B. The respective Boards of Directors of Xxxxxx, Acquisition
Subsidiary and EDI have determined that it is in the best interests of their
respective corporations and shareholders to modify the Agreement and,
accordingly, have approved this Second Amendment.
NOW, THEREFORE, in consideration of the mutual covenants set forth
herein, and other good and valuable consideration, the receipt and sufficiency
of which is hereby acknowledged, and in accordance with Section 8.2 of the
Agreement, the parties agree as follows:
1. Section 1.3 of the Agreement is hereby amended by deleting "1.375" in
the fifth line thereof and substituting therefor "1.275."
2. The third sentence of Section 1.11(e) of the Agreement which was
added by the First Amendment is hereby deleted in its entirety.

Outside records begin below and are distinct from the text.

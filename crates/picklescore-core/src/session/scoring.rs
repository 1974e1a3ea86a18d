// Point-by-point scoring on a single match.

use super::model::{Match, MatchHistoryItem, MatchStatus, TeamId};
use super::Ignored;

impl Match {
    /// Record a point for `team_id`. The team must be one of the two sides.
    pub fn score_point(&mut self, team_id: TeamId, timestamp: i64) -> Result<(), Ignored> {
        if team_id == self.team_a_id {
            self.score_a += 1;
        } else if team_id == self.team_b_id {
            self.score_b += 1;
        } else {
            return Err(Ignored::TeamNotInMatch {
                match_id: self.id,
                team_id,
            });
        }
        self.history.push(MatchHistoryItem { team_id, timestamp });
        Ok(())
    }

    /// Remove the most recent point, whichever side scored it.
    pub fn undo_last_point(&mut self) -> Result<MatchHistoryItem, Ignored> {
        let last = self.history.pop().ok_or(Ignored::EmptyHistory(self.id))?;
        self.take_point_from(last.team_id);
        Ok(last)
    }

    /// Remove the most recent point scored by `team_id`, leaving every other
    /// history entry in place and in order.
    pub fn decrement_point(&mut self, team_id: TeamId) -> Result<MatchHistoryItem, Ignored> {
        let (own, _) = self.scores_for(team_id).ok_or(Ignored::TeamNotInMatch {
            match_id: self.id,
            team_id,
        })?;
        if own == 0 {
            return Err(Ignored::NoPointsForTeam(team_id));
        }
        let idx = self
            .history
            .iter()
            .rposition(|h| h.team_id == team_id)
            .ok_or(Ignored::NoPointsForTeam(team_id))?;
        let removed = self.history.remove(idx);
        self.take_point_from(team_id);
        Ok(removed)
    }

    /// Zero both scores and clear the history. Status and teams are kept.
    pub fn reset(&mut self) {
        self.score_a = 0;
        self.score_b = 0;
        self.history.clear();
    }

    pub fn complete(&mut self) {
        self.status = MatchStatus::Completed;
    }

    fn take_point_from(&mut self, team_id: TeamId) {
        if team_id == self.team_a_id {
            self.score_a = self.score_a.saturating_sub(1);
        } else if team_id == self.team_b_id {
            self.score_b = self.score_b.saturating_sub(1);
        }
    }
}

#[cfg(test)]
mod tests {
    use super::*;
    use proptest::prelude::*;

    fn counts(m: &Match) -> (u32, u32) {
        let a = m.history.iter().filter(|h| h.team_id == m.team_a_id).count() as u32;
        let b = m.history.iter().filter(|h| h.team_id == m.team_b_id).count() as u32;
        (a, b)
    }

    #[test]
    fn scoring_then_undo_scenario() {
        let mut m = Match::new(1, 10, 20, 0);
        for t in 0..3 {
            m.score_point(10, t).unwrap();
        }
        m.score_point(20, 3).unwrap();
        assert_eq!((m.score_a, m.score_b), (3, 1));
        assert_eq!(m.history.len(), 4);

        let undone = m.undo_last_point().unwrap();
        assert_eq!(undone.team_id, 20);
        assert_eq!((m.score_a, m.score_b), (3, 0));
        assert_eq!(m.history.len(), 3);
    }

    #[test]
    fn scoring_unknown_team_is_ignored() {
        let mut m = Match::new(1, 10, 20, 0);
        let err = m.score_point(30, 5).unwrap_err();
        assert_eq!(
            err,
            Ignored::TeamNotInMatch {
                match_id: 1,
                team_id: 30
            }
        );
        assert!(m.history.is_empty());
        assert_eq!((m.score_a, m.score_b), (0, 0));
    }

    #[test]
    fn undo_on_empty_history_is_ignored() {
        let mut m = Match::new(4, 10, 20, 0);
        assert_eq!(m.undo_last_point(), Err(Ignored::EmptyHistory(4)));
    }

    #[test]
    fn decrement_removes_latest_point_of_that_team_only() {
        let mut m = Match::new(1, 10, 20, 0);
        m.score_point(10, 1).unwrap();
        m.score_point(20, 2).unwrap();
        m.score_point(10, 3).unwrap();
        m.score_point(20, 4).unwrap();

        let removed = m.decrement_point(10).unwrap();
        assert_eq!(removed.timestamp, 3);
        let stamps: Vec<i64> = m.history.iter().map(|h| h.timestamp).collect();
        assert_eq!(stamps, vec![1, 2, 4]);
        assert_eq!((m.score_a, m.score_b), (1, 2));
    }

    #[test]
    fn decrement_at_zero_is_ignored() {
        let mut m = Match::new(1, 10, 20, 0);
        m.score_point(10, 1).unwrap();
        assert_eq!(m.decrement_point(20), Err(Ignored::NoPointsForTeam(20)));
        assert!(matches!(
            m.decrement_point(99),
            Err(Ignored::TeamNotInMatch { .. })
        ));
        assert_eq!(m.history.len(), 1);
    }

    #[test]
    fn reset_keeps_status_and_teams() {
        let mut m = Match::new(1, 10, 20, 0);
        m.score_point(10, 1).unwrap();
        m.complete();
        m.reset();
        assert_eq!((m.score_a, m.score_b), (0, 0));
        assert!(m.history.is_empty());
        assert_eq!(m.status, MatchStatus::Completed);
        assert_eq!((m.team_a_id, m.team_b_id), (10, 20));
    }

    proptest! {
        #[test]
        fn scores_always_match_history(ops in proptest::collection::vec(0u8..4, 0..64)) {
            let mut m = Match::new(1, 10, 20, 0);
            for (t, op) in ops.into_iter().enumerate() {
                let _ = match op {
                    0 => m.score_point(10, t as i64).map(|_| ()),
                    1 => m.score_point(20, t as i64).map(|_| ()),
                    2 => m.undo_last_point().map(|_| ()),
                    _ => m.decrement_point(if t % 2 == 0 { 10 } else { 20 }).map(|_| ()),
                };
                prop_assert_eq!(counts(&m), (m.score_a, m.score_b));
            }
        }

        #[test]
        fn undo_is_left_inverse_of_score(
            prefix in proptest::collection::vec(any::<bool>(), 0..32),
            side_a in any::<bool>(),
        ) {
            let mut m = Match::new(1, 10, 20, 0);
            for (t, a) in prefix.into_iter().enumerate() {
                m.score_point(if a { 10 } else { 20 }, t as i64).unwrap();
            }
            let before = m.clone();
            m.score_point(if side_a { 10 } else { 20 }, 1_000).unwrap();
            m.undo_last_point().unwrap();
            prop_assert_eq!(m, before);
        }
    }
}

3. Section 1.17 of the Agreement is hereby deleted in its entirety and
replaced with the following:
1.17 VOTING AGREEMENTS. Concurrently with the execution and delivery
of the Second Amendment to the Agreement and Plan of Merger, dated
August 24, 1998, EDI and Xxxxxx shall cause those persons set forth
on Schedule 1.17(a) to execute and deliver voting and support
agreements in the form attached hereto as Schedule 1.17(b) agreeing,
among other things, to vote in favor of this Merger Agreement, the
Merger and the transactions contemplated thereby.
4. A new Schedule 1.17(b), as attached to this Second Amendment, is
hereby made a part of the Agreement.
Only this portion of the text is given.